Ses yeux s'assombrissent et elle penche doucement la tête sur le côté en posant un bras sur mon épaule. Je tresaille un peu, mais essaie de conserver mon sang froid. Je n'aime pas qu'on me touche, encore moins par des inconnus.

— Ne m'appelle pas comme ça.. Tu... tu ne te souviens pas de moi...? 

Je secoue la tête en enfouissant mes mains dans mes poches après avoir replacé mes cheveux. Elle s'assoit sur le lit, tremblante. Pendant un long moment, personne ne pipie mot, je me contente d'observer mes souliers, noter qu'il y a une éraflure sur le côté gauche de la chaussure droite, que les lacets sont un peu sales.. Lorsqu'elle se relève, elle me coupe dans la contemplation de mes magnifiques souliers.

— Je.. Je vais te laisser. Le docteur te dit que tu.. peux te promener un peu et on appellera ton nom à l'interphone pour les examens... Bye, mon amour... 

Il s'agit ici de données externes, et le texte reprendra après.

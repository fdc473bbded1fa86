use criterion::{black_box, criterion_group, criterion_main, BatchSize, Criterion};
use fruit_cascade::adapter::{build_observation, state_hash};
use fruit_cascade::core::{find_match_groups, find_move, Board, BoardConfig, PhaseDelays};

fn config(seed: u32) -> BoardConfig {
    BoardConfig::default()
        .with_seed(seed)
        .with_delays(PhaseDelays::instant())
}

fn bench_detect(c: &mut Criterion) {
    // Freshly generated grid, before any cascade has run.
    let mut board = Board::plain(config(12345));
    board.init(None);
    let grid = board.grid().clone();

    c.bench_function("find_match_groups", |b| {
        b.iter(|| find_match_groups(black_box(&grid)))
    });
}

fn bench_find_move(c: &mut Criterion) {
    let mut board = Board::plain(config(12345));
    board.init(None);
    board.step();
    let grid = board.grid().clone();

    c.bench_function("find_move", |b| b.iter(|| find_move(black_box(&grid))));
}

fn bench_settle(c: &mut Criterion) {
    let mut seed = 0u32;
    c.bench_function("init_and_settle", |b| {
        b.iter_batched(
            || {
                seed = seed.wrapping_add(1);
                Board::plain(config(seed))
            },
            |mut board| {
                board.init(None);
                board.step();
                board.score()
            },
            BatchSize::SmallInput,
        )
    });
}

fn bench_swap_cascade(c: &mut Criterion) {
    let mut board = Board::plain(config(777));
    board.init(None);
    board.step();

    c.bench_function("hinted_swap_cascade", |b| {
        b.iter_batched(
            || board.clone(),
            |mut board| {
                if let Some((a, b)) = board.hint() {
                    board.request_swap(a, b);
                    board.step();
                }
                board.score()
            },
            BatchSize::SmallInput,
        )
    });
}

fn bench_observation(c: &mut Criterion) {
    let mut board = Board::plain(config(42));
    board.init(None);
    board.step();
    let snapshot = board.snapshot();

    c.bench_function("build_observation", |b| {
        b.iter(|| build_observation(black_box(&snapshot), 1))
    });
    c.bench_function("state_hash", |b| b.iter(|| state_hash(black_box(&snapshot))));
}

criterion_group!(
    benches,
    bench_detect,
    bench_find_move,
    bench_settle,
    bench_swap_cascade,
    bench_observation
);
criterion_main!(benches);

Elle sort après m'avoir jeté un dernier regard par dessus son épaule et je me sens un peu mal, à vrai dire. Ce n'est pas exactement de ma faute, mais quand même. J'aurais pu me montrer un peu plus délicat, ou quelque chose. Mais ce n'est pas de ma faute si je suis franc...  Je ne la connais pas, je ne vais pas faire semblant, quand même ! Je rassemble mon courage et sors pour la première fois de la chambre d'hôpital. Je ne sais pas pourquoi je suis si nerveux tout à coup.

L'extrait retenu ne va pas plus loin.